Published online by Cambridge University Press: 17 June 2021
A good story is hard to forget. It doesn't let you tell it only once and then shelve it forever. Nor does it suffer immutability. It wants to be told repeatedly, and each new telling is somehow, deliberately or not, different from those that have gone before. A good story evolves over time, changing language and medium, shifting audience, altering focus, recasting its purpose and motivation. Surely, no tale in Western literature has undergone so many tellings, retellings, adaptations, reshapings, revisions and translations as the many-faceted tale of King Arthur and his knights. This creative and recreative work began in the High Middle Ages and has never stopped, so alluring is the myth of that incandescent court. Whatever its origin, the Arthurian matter came to full bloom in thirteenth-century France. Across the Channel in what, after all, was its legendary homeland, it eventually underwent what is arguably its most memorable transmutation at the hands of the fifteenth-century English writer Sir Thomas Malory. To the hundreds of Arthurian titles already published – in tongues as varied as Dutch and Russian, Italian and Yiddish, Catalan and German, and Hebrew, Welsh and Armenian – the twentieth and twenty-first centuries have added countless more, spurred on by one another but in part, too, by the remarkable success of Joseph Bédier's recreation of the story of Tristan and Iseut (1900). Such proliferation has included a more extensive set of genres than ever before: not only novels, poems and operas, but films and games, plays and musical shows…
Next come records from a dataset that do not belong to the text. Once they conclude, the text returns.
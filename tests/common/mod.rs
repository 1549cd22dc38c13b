// Copyright (c) AlphaVelocity.
// All rights reserved.
//
// This source code is licensed under the license found in the
// LICENSE file in the root directory of this source tree.

#![allow(dead_code)]

use finsys::api::{Backend, ReviewAction, SubmitReceipt};
use finsys::error::ApiError;
use finsys::models::{
    Channel, Currency, NewTransaction, Status, Transaction, TransactionUpdate, User, UserUpdate,
};
use rust_decimal::Decimal;
use std::cell::{Cell, RefCell};

pub fn dec(s: &str) -> Decimal {
    s.parse().unwrap()
}

pub fn tx(id: &str, amount: &str, ccy: &str, channel: &str, status: &str) -> Transaction {
    Transaction {
        id: id.to_string(),
        date: chrono::NaiveDate::from_ymd_opt(2025, 1, 1),
        amount: dec(amount),
        currency: Currency::parse(ccy),
        channel: Channel::parse(channel),
        motif: format!("motif {}", id),
        status: Status::parse(status),
        user_id: Some("u1".to_string()),
        file: None,
        user: None,
    }
}

/// In-memory stand-in for the REST backend.
pub struct FakeBackend {
    pub store: RefCell<Vec<Transaction>>,
    pub users: Vec<User>,
    pub calls: RefCell<Vec<String>>,
    /// HTTP status answered to `POST /transactions` for sorties.
    pub sorties_status: u16,
    pub fail_create: Cell<bool>,
    pub fail_mutations: Cell<bool>,
    pub fail_fetch: Cell<bool>,
    next_id: Cell<u32>,
}

impl FakeBackend {
    pub fn new(store: Vec<Transaction>) -> Self {
        FakeBackend {
            store: RefCell::new(store),
            users: Vec::new(),
            calls: RefCell::new(Vec::new()),
            sorties_status: 202,
            fail_create: Cell::new(false),
            fail_mutations: Cell::new(false),
            fail_fetch: Cell::new(false),
            next_id: Cell::new(100),
        }
    }

    fn record(&self, call: impl Into<String>) {
        self.calls.borrow_mut().push(call.into());
    }

    pub fn calls_named(&self, prefix: &str) -> usize {
        self.calls
            .borrow()
            .iter()
            .filter(|c| c.starts_with(prefix))
            .count()
    }

    fn fetch(&self, keep: impl Fn(&Transaction) -> bool) -> Result<Vec<Transaction>, ApiError> {
        if self.fail_fetch.get() {
            return Err(ApiError::Server {
                status: 503,
                message: "unavailable".to_string(),
            });
        }
        Ok(self.store.borrow().iter().filter(|t| keep(t)).cloned().collect())
    }

    fn mutation_guard(&self) -> Result<(), ApiError> {
        if self.fail_mutations.get() {
            return Err(ApiError::Server {
                status: 500,
                message: "boom".to_string(),
            });
        }
        Ok(())
    }
}

impl Backend for FakeBackend {
    fn user_transactions(&self, user_id: &str) -> Result<Vec<Transaction>, ApiError> {
        self.record(format!("fetch:user:{}", user_id));
        self.fetch(|t| t.user_id.as_deref() == Some(user_id))
    }

    fn all_transactions(&self) -> Result<Vec<Transaction>, ApiError> {
        self.record("fetch:all");
        self.fetch(|_| true)
    }

    fn pending_transactions(&self) -> Result<Vec<Transaction>, ApiError> {
        self.record("fetch:pending");
        self.fetch(|t| t.status == Status::Pending)
    }

    fn transaction(&self, id: &str) -> Result<Transaction, ApiError> {
        self.record(format!("fetch:item:{}", id));
        self.store
            .borrow()
            .iter()
            .find(|t| t.id == id)
            .cloned()
            .ok_or(ApiError::Server {
                status: 404,
                message: "not found".to_string(),
            })
    }

    fn create_transaction(&self, new: &NewTransaction) -> Result<SubmitReceipt, ApiError> {
        self.record("create");
        if self.fail_create.get() {
            return Err(ApiError::Server {
                status: 500,
                message: "database offline".to_string(),
            });
        }
        let id = self.next_id.get();
        self.next_id.set(id + 1);
        let (http_status, status) = match new.channel {
            Channel::Sorties if self.sorties_status == 202 => (202, Status::Pending),
            _ => (201, Status::Approved),
        };
        self.store.borrow_mut().push(Transaction {
            id: id.to_string(),
            date: Some(new.date),
            amount: new.amount,
            currency: new.currency.clone(),
            channel: new.channel.clone(),
            motif: new.motif.clone(),
            status,
            user_id: Some("u1".to_string()),
            file: None,
            user: None,
        });
        Ok(SubmitReceipt {
            http_status,
            reported_status: None,
            transaction: None,
        })
    }

    fn update_transaction(&self, id: &str, update: &TransactionUpdate) -> Result<(), ApiError> {
        self.record(format!("update:{}", id));
        self.mutation_guard()?;
        if let Some(t) = self.store.borrow_mut().iter_mut().find(|t| t.id == id) {
            update.apply_to(t);
        }
        Ok(())
    }

    fn delete_transaction(&self, id: &str) -> Result<(), ApiError> {
        self.record(format!("delete:{}", id));
        self.mutation_guard()?;
        self.store.borrow_mut().retain(|t| t.id != id);
        Ok(())
    }

    fn review_transaction(&self, id: &str, action: ReviewAction) -> Result<(), ApiError> {
        self.record(format!("review:{}:{}", id, action.segment()));
        self.mutation_guard()?;
        if let Some(t) = self.store.borrow_mut().iter_mut().find(|t| t.id == id) {
            t.status = match action {
                ReviewAction::Approve => Status::Approved,
                ReviewAction::Decline => Status::Declined,
            };
        }
        Ok(())
    }

    fn users(&self) -> Result<Vec<User>, ApiError> {
        self.record("fetch:users");
        Ok(self.users.clone())
    }

    fn update_user(&self, id: &str, _update: &UserUpdate) -> Result<(), ApiError> {
        self.record(format!("update-user:{}", id));
        self.mutation_guard()
    }

    fn delete_user(&self, id: &str) -> Result<(), ApiError> {
        self.record(format!("delete-user:{}", id));
        self.mutation_guard()
    }
}
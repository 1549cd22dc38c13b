// Copyright (c) AlphaVelocity.
// All rights reserved.
//
// This source code is licensed under the license found in the
// LICENSE file in the root directory of this source tree.

pub mod api;
pub mod balance;
pub mod cli;
pub mod commands;
pub mod config;
pub mod db;
pub mod error;
pub mod guard;
pub mod models;
pub mod session;
pub mod utils;
pub mod workflow;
To take only prose retellings in French, a choice further narrowed to the story of Sir Lancelot alone, at least three narratives appeared in the last two decades of the twentieth century: Florence Trystram's Lancelot in 1987 and, in 1993, both Jean Markale's Lancelot du Lac and Jacques Boulenger's Les Amours de Lancelot. Still, that was hardly the final word on even so limited an Arthurian subject, and a significant Old French source made it clear that there was room for further reworking of the Lancelot story. Why, indeed, would a contemporary writer wish to recount such a tale, were there not something new to say, some new facet to explore? Trystram offers no explanation for her effort, letting her prose provide its own raison d’être. Boulenger proceeds similarly, taking for granted that the story is too compelling not to warrant transmission to a new readership.